## EXERCISE REQUIREMENTS
Which lines of the entries below include "records"? List them all.

(Dataset entries)
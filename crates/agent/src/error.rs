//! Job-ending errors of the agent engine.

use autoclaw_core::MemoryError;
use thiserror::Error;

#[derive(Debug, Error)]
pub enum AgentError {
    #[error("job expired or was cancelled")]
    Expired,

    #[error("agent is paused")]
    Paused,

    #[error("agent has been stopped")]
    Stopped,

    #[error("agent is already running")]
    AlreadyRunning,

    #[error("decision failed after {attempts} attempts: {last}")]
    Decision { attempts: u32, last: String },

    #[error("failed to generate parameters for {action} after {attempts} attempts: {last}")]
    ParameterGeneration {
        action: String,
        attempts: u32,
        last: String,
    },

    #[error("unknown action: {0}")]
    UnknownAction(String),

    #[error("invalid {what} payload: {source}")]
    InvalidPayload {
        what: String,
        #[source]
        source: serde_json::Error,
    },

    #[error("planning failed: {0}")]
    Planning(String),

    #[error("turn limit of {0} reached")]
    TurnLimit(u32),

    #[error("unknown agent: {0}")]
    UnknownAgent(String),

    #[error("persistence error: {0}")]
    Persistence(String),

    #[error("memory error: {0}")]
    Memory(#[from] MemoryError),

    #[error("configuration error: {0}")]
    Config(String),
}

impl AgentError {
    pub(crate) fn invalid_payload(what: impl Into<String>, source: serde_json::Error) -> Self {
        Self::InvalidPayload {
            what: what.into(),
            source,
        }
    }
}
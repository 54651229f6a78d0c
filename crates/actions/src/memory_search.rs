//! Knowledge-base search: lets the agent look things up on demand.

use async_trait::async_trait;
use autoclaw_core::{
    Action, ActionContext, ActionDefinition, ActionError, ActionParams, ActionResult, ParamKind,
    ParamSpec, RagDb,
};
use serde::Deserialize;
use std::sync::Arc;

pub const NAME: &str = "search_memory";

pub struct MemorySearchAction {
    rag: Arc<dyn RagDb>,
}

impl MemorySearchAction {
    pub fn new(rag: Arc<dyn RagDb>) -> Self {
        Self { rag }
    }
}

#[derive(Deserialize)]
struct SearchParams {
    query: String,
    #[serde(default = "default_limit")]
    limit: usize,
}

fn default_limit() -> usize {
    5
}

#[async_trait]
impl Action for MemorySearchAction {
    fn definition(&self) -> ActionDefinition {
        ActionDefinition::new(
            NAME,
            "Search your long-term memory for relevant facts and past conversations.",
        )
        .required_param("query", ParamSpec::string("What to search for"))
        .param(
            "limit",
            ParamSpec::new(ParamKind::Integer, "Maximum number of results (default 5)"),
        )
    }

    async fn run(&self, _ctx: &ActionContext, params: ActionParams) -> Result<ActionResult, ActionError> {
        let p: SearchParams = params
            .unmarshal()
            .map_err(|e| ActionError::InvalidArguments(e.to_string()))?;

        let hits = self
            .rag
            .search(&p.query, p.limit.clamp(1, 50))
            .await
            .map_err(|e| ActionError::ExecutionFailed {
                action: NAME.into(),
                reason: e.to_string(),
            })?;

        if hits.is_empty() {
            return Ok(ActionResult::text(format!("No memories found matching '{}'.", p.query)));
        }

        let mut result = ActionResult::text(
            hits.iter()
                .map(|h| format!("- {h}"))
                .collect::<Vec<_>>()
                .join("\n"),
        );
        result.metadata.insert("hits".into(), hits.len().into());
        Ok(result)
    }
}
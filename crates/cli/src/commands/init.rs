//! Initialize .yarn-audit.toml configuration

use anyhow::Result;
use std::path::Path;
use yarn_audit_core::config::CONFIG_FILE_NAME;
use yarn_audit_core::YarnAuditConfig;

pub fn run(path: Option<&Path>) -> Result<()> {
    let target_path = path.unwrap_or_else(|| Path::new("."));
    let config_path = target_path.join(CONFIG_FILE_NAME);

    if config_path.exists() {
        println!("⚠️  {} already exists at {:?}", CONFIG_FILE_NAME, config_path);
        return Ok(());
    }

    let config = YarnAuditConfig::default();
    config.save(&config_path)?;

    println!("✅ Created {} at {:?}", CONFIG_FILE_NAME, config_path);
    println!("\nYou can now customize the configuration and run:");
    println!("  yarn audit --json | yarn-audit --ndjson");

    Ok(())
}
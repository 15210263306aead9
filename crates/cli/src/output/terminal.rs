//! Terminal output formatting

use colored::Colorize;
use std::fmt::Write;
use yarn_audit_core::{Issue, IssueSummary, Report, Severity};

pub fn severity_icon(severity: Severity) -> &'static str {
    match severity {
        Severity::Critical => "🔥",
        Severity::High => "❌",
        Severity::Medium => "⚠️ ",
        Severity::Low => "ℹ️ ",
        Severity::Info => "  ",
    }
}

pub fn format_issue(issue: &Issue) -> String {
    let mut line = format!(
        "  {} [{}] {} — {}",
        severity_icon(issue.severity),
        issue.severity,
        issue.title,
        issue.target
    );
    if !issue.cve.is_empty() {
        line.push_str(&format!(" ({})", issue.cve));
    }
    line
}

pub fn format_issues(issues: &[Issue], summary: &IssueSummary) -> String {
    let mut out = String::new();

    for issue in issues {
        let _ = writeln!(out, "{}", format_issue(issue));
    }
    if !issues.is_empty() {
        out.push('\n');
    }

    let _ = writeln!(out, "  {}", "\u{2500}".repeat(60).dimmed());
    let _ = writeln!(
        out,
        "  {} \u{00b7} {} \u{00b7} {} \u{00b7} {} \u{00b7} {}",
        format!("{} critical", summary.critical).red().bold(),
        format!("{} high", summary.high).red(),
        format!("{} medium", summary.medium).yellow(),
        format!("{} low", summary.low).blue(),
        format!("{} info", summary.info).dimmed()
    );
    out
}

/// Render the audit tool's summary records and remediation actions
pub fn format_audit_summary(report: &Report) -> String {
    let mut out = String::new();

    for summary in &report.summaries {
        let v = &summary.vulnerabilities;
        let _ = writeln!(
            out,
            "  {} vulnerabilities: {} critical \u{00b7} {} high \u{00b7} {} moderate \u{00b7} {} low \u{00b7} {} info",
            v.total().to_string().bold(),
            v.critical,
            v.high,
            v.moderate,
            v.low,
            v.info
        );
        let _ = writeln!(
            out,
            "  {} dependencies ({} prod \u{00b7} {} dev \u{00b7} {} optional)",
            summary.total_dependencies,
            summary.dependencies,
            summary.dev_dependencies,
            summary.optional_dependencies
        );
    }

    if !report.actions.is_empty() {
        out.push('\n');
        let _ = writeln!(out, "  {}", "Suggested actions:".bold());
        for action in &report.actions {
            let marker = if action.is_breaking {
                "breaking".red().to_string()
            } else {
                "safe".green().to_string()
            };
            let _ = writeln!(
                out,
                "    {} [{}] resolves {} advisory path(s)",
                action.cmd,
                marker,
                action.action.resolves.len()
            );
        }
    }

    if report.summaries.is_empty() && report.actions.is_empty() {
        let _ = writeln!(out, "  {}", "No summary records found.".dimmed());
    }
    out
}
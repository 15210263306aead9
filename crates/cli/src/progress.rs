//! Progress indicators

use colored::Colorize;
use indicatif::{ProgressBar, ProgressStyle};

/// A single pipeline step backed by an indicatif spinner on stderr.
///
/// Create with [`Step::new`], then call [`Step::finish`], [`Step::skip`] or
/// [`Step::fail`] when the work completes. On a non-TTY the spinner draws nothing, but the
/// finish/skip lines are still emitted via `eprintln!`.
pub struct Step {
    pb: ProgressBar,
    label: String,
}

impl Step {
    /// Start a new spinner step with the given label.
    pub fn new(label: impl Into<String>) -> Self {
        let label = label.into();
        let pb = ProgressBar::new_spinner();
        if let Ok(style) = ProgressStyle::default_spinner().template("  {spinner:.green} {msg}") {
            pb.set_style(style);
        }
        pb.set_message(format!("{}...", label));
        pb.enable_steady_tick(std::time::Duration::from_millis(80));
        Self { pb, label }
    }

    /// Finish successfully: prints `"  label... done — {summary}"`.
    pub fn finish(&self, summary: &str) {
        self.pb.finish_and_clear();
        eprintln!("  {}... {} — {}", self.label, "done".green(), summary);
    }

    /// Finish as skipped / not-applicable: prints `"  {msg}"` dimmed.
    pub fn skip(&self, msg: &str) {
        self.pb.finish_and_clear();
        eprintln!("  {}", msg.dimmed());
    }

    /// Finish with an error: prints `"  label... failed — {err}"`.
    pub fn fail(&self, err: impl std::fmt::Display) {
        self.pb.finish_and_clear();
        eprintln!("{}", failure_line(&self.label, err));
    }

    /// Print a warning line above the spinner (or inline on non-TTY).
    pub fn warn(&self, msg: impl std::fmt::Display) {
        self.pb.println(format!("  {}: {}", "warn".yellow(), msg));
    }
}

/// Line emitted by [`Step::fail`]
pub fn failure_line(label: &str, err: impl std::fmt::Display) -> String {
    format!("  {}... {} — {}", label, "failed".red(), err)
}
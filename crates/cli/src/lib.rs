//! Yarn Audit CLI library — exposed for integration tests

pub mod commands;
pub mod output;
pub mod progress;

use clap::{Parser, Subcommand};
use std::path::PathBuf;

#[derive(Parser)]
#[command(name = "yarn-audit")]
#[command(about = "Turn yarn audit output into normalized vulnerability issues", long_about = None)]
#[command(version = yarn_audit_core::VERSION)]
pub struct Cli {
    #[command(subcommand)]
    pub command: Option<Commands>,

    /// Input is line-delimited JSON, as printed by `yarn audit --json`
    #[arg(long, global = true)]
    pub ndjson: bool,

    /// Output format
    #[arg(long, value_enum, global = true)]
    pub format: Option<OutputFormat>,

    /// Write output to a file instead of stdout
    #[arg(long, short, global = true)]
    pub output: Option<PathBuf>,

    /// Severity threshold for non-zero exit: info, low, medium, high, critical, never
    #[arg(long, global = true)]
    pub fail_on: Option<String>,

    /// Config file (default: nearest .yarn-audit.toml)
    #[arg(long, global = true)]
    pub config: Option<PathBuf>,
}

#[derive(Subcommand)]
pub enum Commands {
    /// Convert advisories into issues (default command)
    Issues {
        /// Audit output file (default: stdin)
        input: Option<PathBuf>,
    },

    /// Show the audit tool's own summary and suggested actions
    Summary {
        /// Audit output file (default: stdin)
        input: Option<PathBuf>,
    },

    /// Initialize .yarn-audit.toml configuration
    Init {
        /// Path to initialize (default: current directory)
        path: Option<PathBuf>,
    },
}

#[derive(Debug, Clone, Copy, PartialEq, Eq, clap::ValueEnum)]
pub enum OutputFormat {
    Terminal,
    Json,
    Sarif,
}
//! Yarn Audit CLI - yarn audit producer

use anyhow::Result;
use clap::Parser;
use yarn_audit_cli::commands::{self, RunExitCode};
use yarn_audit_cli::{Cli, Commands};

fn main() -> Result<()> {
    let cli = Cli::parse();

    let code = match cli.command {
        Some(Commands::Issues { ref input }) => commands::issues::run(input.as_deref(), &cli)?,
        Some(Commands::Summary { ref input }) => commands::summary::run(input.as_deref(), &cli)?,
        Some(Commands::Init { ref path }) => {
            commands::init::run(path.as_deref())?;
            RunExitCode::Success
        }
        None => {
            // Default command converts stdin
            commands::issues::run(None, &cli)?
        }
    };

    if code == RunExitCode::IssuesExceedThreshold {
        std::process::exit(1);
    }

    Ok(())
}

## REPLY TO THE EXERCISE
/// Render the audit tool's summary records and remediation actions
        let _ = writeln!(out, "  {}", "No summary records found.".dimmed());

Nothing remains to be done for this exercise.